© Rolf Hiller
Das Duo Costache riskiert riskiert immer Kopf und Kragen.
Eine lange Doppelschlange vor dem Delphi Filmpalast in Berlin. Das Interesse an “Literatur Live”: Robert Habeck liest aus “Den Bach rauf”. So voll haben wir dieses Kino noch nie erlebt, bis auf den letzten Platz im Rang! Geduldig warten die Menschen, deren Mäntel und Taschen von der Security gecheckt werden müssen. Sie alle wollen wie der Kanzlerkandidat der Grünen “den Mut wiederfinden”. Souverän und schlagfertig führt der Moderator Micky Beisenherz das Gespräch. Habeck gibt sich nachdenklich und selbstkritisch und bewundert die Leistungen der Altkanzlerin Angela Merkel. Widerspruch regt sich im Publikum da nicht, wie es überhaupt keine Zwischenrufe oder gar Störer gibt. Tags zuvor war der viel beschäftigte, aber immer offene Habeck bei einem Gamer auf der Plattform Twitch zu Gast – unbekannte Welten nicht nur für ihn. Man kann dort einem Spieler (“Darf ich Sie Max nennen?”) jeden Tag über Stunden bei seinem E-Sport zuschauen, mit ihm plaudern und an seinem digitalen Leben teilhaben.
Wer macht denn so etwas? geht es mir durch Kopf. Wer hat denn Zeit dafür? Beisenherz und Habeck stellen einvernehmlich fest, dass es längst keine Leitmedien mehr gibt – die Öffentlichkeit zerfällt in viele Welten, zwischen denen es kaum mehr Vermittlung gibt. Um so wichtiger, dass man noch miteinander im Gespräch bleibt, andere Meinungen gelten und stehen lässt, solange der Diskurs nicht die Grundfesten der Demokratie in Frage stellt. Eine existentielle Erfahrung als Politiker machte Habeck vor einem Jahr, als aufgebrachte Bauern ihn und seine Familie am Verlassen der Fähre in Schüttsiel hinderten. “Dennoch”, notiert er, “haben die Stunden auf der Fähre etwas verändert. Dass ich zu Hause nicht mehr zu Hause bin und dass es keinen Rückzugsort mehr gibt, aber vor allem, dass es meine Familie so direkt betrifft, ist unmittelbar geworden. Ich habe irgendwann danach mich – und meine Frau – gefragt, ob ich aufhören sollte. Aber die Antwort – auch die von ihr – war: nein.”
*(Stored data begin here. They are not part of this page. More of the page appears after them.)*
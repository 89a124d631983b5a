// zeedas-rs: Provider-unified review workflow and deployment engine
//
// SPDX-FileCopyrightText: 2026 Romeo Ahmed
// SPDX-License-Identifier: GPL-3.0-or-later

//! Request execution shared by the provider gateways.
//!
//! ```text
//! RequestBuilder --send()--> 2xx --> Response / JSON / text / ()
//!                      \
//!                       +--> !2xx --> ProviderError::Status { message }
//!                                     message from body:
//!                                       message | error.message |
//!                                       error_description | error | text
//! ```

use reqwest::{RequestBuilder, Response, Url};
use serde::Deserialize;
use serde::de::DeserializeOwned;
use serde_json::Value;

use super::types::TokenPair;
use crate::error::ProviderError;

/// Longest raw body echoed back when no structured message exists.
const MAX_RAW_MESSAGE: usize = 200;

/// URL without its query string, for error messages (tokens may live there).
pub(crate) fn display_url(url: &Url) -> String {
    let mut url = url.clone();
    url.set_query(None);
    url.to_string()
}

/// Pull a human-readable message out of a provider error body.
pub(crate) fn upstream_message(body: &str) -> Option<String> {
    let body = body.trim();
    if body.is_empty() {
        return None;
    }
    let Ok(value) = serde_json::from_str::<Value>(body) else {
        return Some(body.chars().take(MAX_RAW_MESSAGE).collect());
    };

    let as_text = |v: &Value| match v {
        Value::String(s) if !s.is_empty() => Some(s.clone()),
        Value::Null | Value::String(_) => None,
        other => Some(other.to_string()),
    };

    value
        .get("message")
        .and_then(as_text)
        .or_else(|| value.pointer("/error/message").and_then(as_text))
        .or_else(|| value.get("error_description").and_then(as_text))
        .or_else(|| value.get("error").filter(|e| e.is_string()).and_then(as_text))
}

/// Execute a request, turning non-2xx answers into [`ProviderError::Status`].
pub(crate) async fn send(builder: RequestBuilder) -> Result<Response, ProviderError> {
    let (client, request) = builder.build_split();
    let request = request.map_err(|source| ProviderError::Transport {
        url: "<invalid request>".to_string(),
        source,
    })?;
    let url = display_url(request.url());

    let response = client
        .execute(request)
        .await
        .map_err(|source| ProviderError::Transport {
            url: url.clone(),
            source,
        })?;

    let status = response.status();
    if status.is_success() {
        return Ok(response);
    }

    let body = response.text().await.unwrap_or_default();
    Err(ProviderError::Status {
        status: status.as_u16(),
        url,
        message: upstream_message(&body),
    })
}

pub(crate) async fn send_json<T: DeserializeOwned>(
    builder: RequestBuilder,
) -> Result<T, ProviderError> {
    let response = send(builder).await?;
    let url = display_url(response.url());
    let bytes = response
        .bytes()
        .await
        .map_err(|source| ProviderError::Transport {
            url: url.clone(),
            source,
        })?;
    serde_json::from_slice(&bytes).map_err(|e| ProviderError::Decode {
        url,
        message: e.to_string(),
    })
}

pub(crate) async fn send_text(builder: RequestBuilder) -> Result<String, ProviderError> {
    let response = send(builder).await?;
    let url = display_url(response.url());
    response
        .text()
        .await
        .map_err(|source| ProviderError::Transport { url, source })
}

pub(crate) async fn send_unit(builder: RequestBuilder) -> Result<(), ProviderError> {
    send(builder).await.map(drop)
}

/// `true` on 2xx, `false` on 404, error otherwise.
pub(crate) async fn exists(builder: RequestBuilder) -> Result<bool, ProviderError> {
    match send(builder).await {
        Ok(_) => Ok(true),
        Err(ProviderError::Status { status: 404, .. }) => Ok(false),
        Err(e) => Err(e),
    }
}

/// Token endpoint body. GitHub answers 200 with `error` fields on failure.
#[derive(Debug, Deserialize)]
pub(crate) struct OAuthTokenResponse {
    access_token: Option<String>,
    refresh_token: Option<String>,
    error: Option<String>,
    error_description: Option<String>,
}

impl OAuthTokenResponse {
    pub(crate) fn into_pair(self) -> Result<TokenPair, ProviderError> {
        match self.access_token.filter(|t| !t.is_empty()) {
            Some(access_token) => Ok(TokenPair {
                access_token,
                refresh_token: self.refresh_token.filter(|t| !t.is_empty()),
            }),
            None => Err(ProviderError::Rejected(
                self.error_description
                    .or(self.error)
                    .unwrap_or_else(|| "token endpoint returned no access token".to_string()),
            )),
        }
    }
}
Nach der Lesung bildete sich eine lange Schlange im Saal: viele wollten sich “Den Bach rauf” signieren lassen. Am nächsten Tag stand Robert Habeck neun Stunden vor dem parlamentarischen Untersuchungsausschuss zum Atomausstieg. Solch ein Leben muss man wollen und können. Wie die Artist:innen im OVAG Varieté in Bad Nauheim, die ich am Vorabend erlebte. Das Duo Costache etwa riskiert bei jedem Auftritt Kopf und Kragen mit ihrer sogenannten Perche-Artistik, die sie nur ein paar Jahre ausüben können und die womöglich langfristige Folgen hat. Trotzdem machen sie ihr Ding und ziehen das Publikum in Bann. Mit zwei Shows startete der Mastermind des Programms, Andreas Matlé, 2003, heute sind es 50 in einer Spielzeit im stets ausverkauften Dolce-Theater (730 Sitzplätze). Über drei Stunden dauert die Show immer und zieht sich nicht einen Moment. Der Vorverkauf für die nächste Saison läuft schon. Dann ist der verurteilte Sexualstraftäter Donald Trump ein Jahr im Amt als amerikanischer Präsident. Man kann nur hoffen, dass die am längsten bestehende Demokratie der Welt nicht von Oligarchen wie Musk, Zuckerberg & Co. gekapert wird. Wir werden Biden noch sehr vermissen. Good bye Joe!